╭─ Input material
//! Dropzone overlay and dimension sync
//!
//! The dropzone is an invisible element stacked on top of the viewer. It must
//! always be exactly as large as the viewer's container, otherwise drops near
//! the bottom or right edge miss it and offsets are measured against the
//! wrong box.

use crate::geometry::Rect;
use std::fmt;

/// Height used when the viewer has not been measured yet
pub const FALLBACK_HEIGHT: CssLength = CssLength::Px(1000.0);
/// Width used when the viewer has not been measured yet
pub const FALLBACK_WIDTH: CssLength = CssLength::Percent(100.0);

/// Element reference name of the dropzone inside the viewer container
pub const DROPZONE_REF: &str = "iframeDropzone";

/// A CSS length as written to an inline style
#[derive(Debug, Clone, Copy, PartialEq)]
pub enum CssLength {
    Px(f64),
    Percent(f64),
}

impl fmt::Display for CssLength {
    fn fmt(&self, f: &mut fmt::Formatter<'_>) -> fmt::Result {
        match self {
            CssLength::Px(value) => write!(f, "{value}px"),
            CssLength::Percent(value) => write!(f, "{value}%"),
        }
    }
}

/// The drop target stacked over the viewer
#[derive(Debug, Clone, PartialEq)]
pub struct Dropzone {
    enabled: bool,
    height: CssLength,
    width: CssLength,
    listening: bool,
    mounted_in: Option<u64>,
}

impl Dropzone {
    pub fn new() -> Self {
        Self {
            enabled: false,
            height: FALLBACK_HEIGHT,
            width: FALLBACK_WIDTH,
            listening: false,
            mounted_in: None,
        }
    }

    /// Resize to the viewer's measured container
    ///
    /// Missing or zero measurements fall back to `1000px` by `100%`, one axis
    /// at a time.
    pub fn update_dimensions(&mut self, container: Option<Rect>) {
        self.height = container
            .map(|rect| rect.height)
            .filter(|height| *height > 0.0)
            .map(CssLength::Px)
            .unwrap_or(FALLBACK_HEIGHT);
        self.width = container
            .map(|rect| rect.width)
            .filter(|width| *width > 0.0)
            .map(CssLength::Px)
            .unwrap_or(FALLBACK_WIDTH);
    }

    /// Show the dropzone (the `enabled` class)
    pub fn enable(&mut self) {
        self.enabled = true;
    }

    /// Hide the dropzone
    pub fn disable(&mut self) {
        self.enabled = false;
    }

    pub fn is_enabled(&self) -> bool {
        self.enabled
    }

    pub fn height(&self) -> CssLength {
        self.height
    }

    pub fn width(&self) -> CssLength {
        self.width
    }

    /// Install the dragover/drop listeners
    pub fn bind_events(&mut self) {
        self.listening = true;
    }

    /// Whether dragover/drop listeners are installed
    pub fn is_listening(&self) -> bool {
        self.listening
    }

    /// Generation of the viewer container currently holding the dropzone
    pub fn mounted_in(&self) -> Option<u64> {
        self.mounted_in
    }

    pub(crate) fn mount(&mut self, generation: u64) {
        self.mounted_in = Some(generation);
    }

    pub(crate) fn unmount(&mut self) {
        self.mounted_in = None;
    }
}

impl Default for Dropzone {
    fn default() -> Self {
        Self::new()
    }
}

#[cfg(test)]
mod tests {
    use super::*;

    #[test]
    fn test_css_length_display() {
        assert_eq!(CssLength::Px(1000.0).to_string(), "1000px");
        assert_eq!(CssLength::Px(792.5).to_string(), "792.5px");
        assert_eq!(CssLength::Percent(100.0).to_string(), "100%");
    }

    #[test]
    fn test_new_dropzone_uses_fallbacks() {
        let dropzone = Dropzone::new();
        assert!(!dropzone.is_enabled());
        assert_eq!(dropzone.height().to_string(), "1000px");
        assert_eq!(dropzone.width().to_string(), "100%");
        assert_eq!(dropzone.mounted_in(), None);
    }

    #[test]
    fn test_update_dimensions_from_measurement() {
        let mut dropzone = Dropzone::new();
        dropzone.update_dimensions(Some(Rect::new(10.0, 10.0, 612.0, 1584.0)));
        assert_eq!(dropzone.height(), CssLength::Px(1584.0));
        assert_eq!(dropzone.width(), CssLength::Px(612.0));
    }

    #[test]
    fn test_update_dimensions_without_measurement() {
        let mut dropzone = Dropzone::new();
        dropzone.update_dimensions(Some(Rect::from_size(612.0, 792.0)));
        dropzone.update_dimensions(None);
        assert_eq!(dropzone.height(), FALLBACK_HEIGHT);
        assert_eq!(dropzone.width(), FALLBACK_WIDTH);
    }

    #[test]
    fn test_update_dimensions_zero_axis_falls_back_alone() {
        let mut dropzone = Dropzone::new();
        dropzone.update_dimensions(Some(Rect::from_size(640.0, 0.0)));
        assert_eq!(dropzone.height(), FALLBACK_HEIGHT);
        assert_eq!(dropzone.width(), CssLength::Px(640.0));
    }

    #[test]
    fn test_enable_disable() {
        let mut dropzone = Dropzone::new();
        dropzone.enable();
        assert!(dropzone.is_enabled());
        dropzone.disable();
        assert!(!dropzone.is_enabled());
    }
}
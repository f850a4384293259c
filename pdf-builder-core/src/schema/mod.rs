//! Form schema model with positional overlay metadata
//!
//! The schema format itself is defined externally; this module only models
//! the parts the builder touches (`id`, `key`, `type`, nested `components`,
//! `overlay` and `settings.pdf`) and carries every other property through
//! untouched.

mod component;
mod form;
mod key;

pub use component::{ComponentNode, Overlay};
pub use form::{FormSchema, FormSettings, PdfSettings};
pub use key::{camel_case, derive_key, iterate_key, unique_key, uniquify};
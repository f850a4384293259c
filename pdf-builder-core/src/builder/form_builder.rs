//! Generic form-building capability: owns the schema tree and its mutations

use super::events::{BuilderEvent, EventEmitter};
use crate::error::{BuilderError, Result};
use crate::schema::{derive_key, uniquify, ComponentNode, FormSchema, Overlay, PdfSettings};
use tokio::sync::mpsc::UnboundedReceiver;
use tracing::warn;

/// Canonical form schema plus the editing state around it
#[derive(Debug, Default)]
pub struct FormBuilder {
    form: FormSchema,
    active_container: Option<String>,
    editing: Option<String>,
    events: EventEmitter,
}

impl FormBuilder {
    pub fn new(mut form: FormSchema) -> Self {
        form.assign_missing_ids();
        Self {
            form,
            ..Default::default()
        }
    }

    pub fn form(&self) -> &FormSchema {
        &self.form
    }

    /// Replace the whole form; editing state does not survive a reset
    ///
    /// Components arriving without an instance id get one here, so the
    /// viewer can address everything in the tree.
    pub fn set_form(&mut self, mut form: FormSchema) {
        form.assign_missing_ids();
        self.form = form;
        self.editing = None;
        if let Some(key) = self.active_container.as_deref() {
            if self.form.find_by_key(key).is_none() {
                self.active_container = None;
            }
        }
    }

    pub(crate) fn set_pdf(&mut self, pdf: PdfSettings) {
        self.form.settings.pdf = Some(pdf);
    }

    /// Choose where new components go; `None` selects the root
    pub fn select_container(&mut self, key: Option<&str>) -> Result<()> {
        if let Some(key) = key {
            if self.form.find_by_key(key).is_none() {
                return Err(BuilderError::UnknownContainer(key.to_string()));
            }
        }
        self.active_container = key.map(str::to_string);
        Ok(())
    }

    pub fn active_container(&self) -> Option<&str> {
        self.active_container.as_deref()
    }

    /// Insert a fresh component at `overlay`
    ///
    /// The key is derived from the node's label, placeholder or type and made
    /// unique against the entire tree before the node is appended to the
    /// active container. Emits `addComponent`.
    pub fn insert_component(&mut self, mut node: ComponentNode, overlay: Overlay) -> ComponentNode {
        node.key = derive_key(&node);
        let mut taken = self.form.keys();
        uniquify(&mut taken, &mut node);
        node.assign_missing_ids(&mut self.form.ids());
        node.overlay = Some(overlay);

        let container = self.active_container.clone();
        match self.form.container_mut(container.as_deref()) {
            Some(children) => children.push(node.clone()),
            None => {
                warn!(
                    container = container.as_deref().unwrap_or_default(),
                    "active container vanished, adding to root"
                );
                self.active_container = None;
                self.form.components.push(node.clone());
            }
        }

        self.events.emit(BuilderEvent::AddComponent(node.clone()));
        node
    }

    pub fn find_by_id(&self, id: &str) -> Option<&ComponentNode> {
        self.form.find_by_id(id)
    }

    /// Replace a component's overlay wholesale; `None` if the id is unknown
    pub fn set_overlay(&mut self, id: &str, overlay: Overlay) -> Option<ComponentNode> {
        let node = self.form.find_by_id_mut(id)?;
        node.overlay = Some(overlay);
        Some(node.clone())
    }

    /// Open the edit UI for a component; `false` if the id is unknown
    pub fn edit_component(&mut self, id: &str) -> bool {
        if self.form.find_by_id(id).is_none() {
            return false;
        }
        self.editing = Some(id.to_string());
        true
    }

    /// Component currently open in the edit UI
    pub fn editing(&self) -> Option<&ComponentNode> {
        self.editing
            .as_deref()
            .and_then(|id| self.form.find_by_id(id))
    }

    pub fn close_editor(&mut self) {
        self.editing = None;
    }

    pub fn subscribe(&mut self) -> UnboundedReceiver<BuilderEvent> {
        self.events.subscribe()
    }

    pub fn emit(&mut self, event: BuilderEvent) {
        self.events.emit(event);
    }

    /// Emit `change` with a snapshot of the current form
    pub fn emit_change(&mut self) {
        let snapshot = self.form.clone();
        self.events.emit(BuilderEvent::Change(snapshot));
    }
}
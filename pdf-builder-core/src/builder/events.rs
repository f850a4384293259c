//! Events emitted to external listeners

use crate::schema::{ComponentNode, FormSchema};
use tokio::sync::mpsc::{self, UnboundedReceiver, UnboundedSender};

/// Notification for listeners such as a property panel or a persistence layer
#[derive(Debug, Clone, PartialEq)]
pub enum BuilderEvent {
    /// A component was placed
    AddComponent(ComponentNode),
    /// A component's overlay changed
    UpdateComponent(ComponentNode),
    /// The form document changed as a whole
    Change(FormSchema),
}

impl BuilderEvent {
    pub fn name(&self) -> &'static str {
        match self {
            BuilderEvent::AddComponent(_) => "addComponent",
            BuilderEvent::UpdateComponent(_) => "updateComponent",
            BuilderEvent::Change(_) => "change",
        }
    }
}

/// Fan-out of builder events to every live subscriber
#[derive(Debug, Default)]
pub struct EventEmitter {
    subscribers: Vec<UnboundedSender<BuilderEvent>>,
}

impl EventEmitter {
    pub fn new() -> Self {
        Self::default()
    }

    pub fn subscribe(&mut self) -> UnboundedReceiver<BuilderEvent> {
        let (tx, rx) = mpsc::unbounded_channel();
        self.subscribers.push(tx);
        rx
    }

    /// Deliver `event` to every subscriber, forgetting the ones that hung up
    pub fn emit(&mut self, event: BuilderEvent) {
        self.subscribers
            .retain(|subscriber| subscriber.send(event.clone()).is_ok());
    }

    pub fn subscriber_count(&self) -> usize {
        self.subscribers.len()
    }
}

#[cfg(test)]
mod tests {
    use super::*;

    #[test]
    fn test_every_subscriber_receives_events() {
        let mut emitter = EventEmitter::new();
        let mut first = emitter.subscribe();
        let mut second = emitter.subscribe();

        emitter.emit(BuilderEvent::Change(FormSchema::pdf()));

        assert_eq!(first.try_recv().unwrap().name(), "change");
        assert_eq!(second.try_recv().unwrap().name(), "change");
    }

    #[test]
    fn test_closed_subscribers_are_pruned() {
        let mut emitter = EventEmitter::new();
        let kept = emitter.subscribe();
        drop(emitter.subscribe());

        emitter.emit(BuilderEvent::AddComponent(ComponentNode::new("email")));
        assert_eq!(emitter.subscriber_count(), 1);
        drop(kept);
    }
}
╰─
_Action item_
All lines above from the line with "use tokio::sync::mpsc::UnboundedReceiver;" through the line with "active container. Emits", both included, are to be set down exactly, with nothing else.

_Result for this task_
use tokio::sync::mpsc::UnboundedReceiver;
use tracing::warn;

/// Canonical form schema plus the editing state around it
#[derive(Debug, Default)]
pub struct FormBuilder {
    form: FormSchema,
    active_container: Option<String>,
    editing: Option<String>,
    events: EventEmitter,
}

impl FormBuilder {
    pub fn new(mut form: FormSchema) -> Self {
        form.assign_missing_ids();
        Self {
            form,
            ..Default::default()
        }
    }

    pub fn form(&self) -> &FormSchema {
        &self.form
    }

    /// Replace the whole form; editing state does not survive a reset
    ///
    /// Components arriving without an instance id get one here, so the
    /// viewer can address everything in the tree.
    pub fn set_form(&mut self, mut form: FormSchema) {
        form.assign_missing_ids();
        self.form = form;
        self.editing = None;
        if let Some(key) = self.active_container.as_deref() {
            if self.form.find_by_key(key).is_none() {
                self.active_container = None;
            }
        }
    }

    pub(crate) fn set_pdf(&mut self, pdf: PdfSettings) {
        self.form.settings.pdf = Some(pdf);
    }

    /// Choose where new components go; `None` selects the root
    pub fn select_container(&mut self, key: Option<&str>) -> Result<()> {
        if let Some(key) = key {
            if self.form.find_by_key(key).is_none() {
                return Err(BuilderError::UnknownContainer(key.to_string()));
            }
        }
        self.active_container = key.map(str::to_string);
        Ok(())
    }

    pub fn active_container(&self) -> Option<&str> {
        self.active_container.as_deref()
    }

    /// Insert a fresh component at `overlay`
    ///
    /// The key is derived from the node's label, placeholder or type and made
    /// unique against the entire tree before the node is appended to the
    /// active container. Emits `addComponent`.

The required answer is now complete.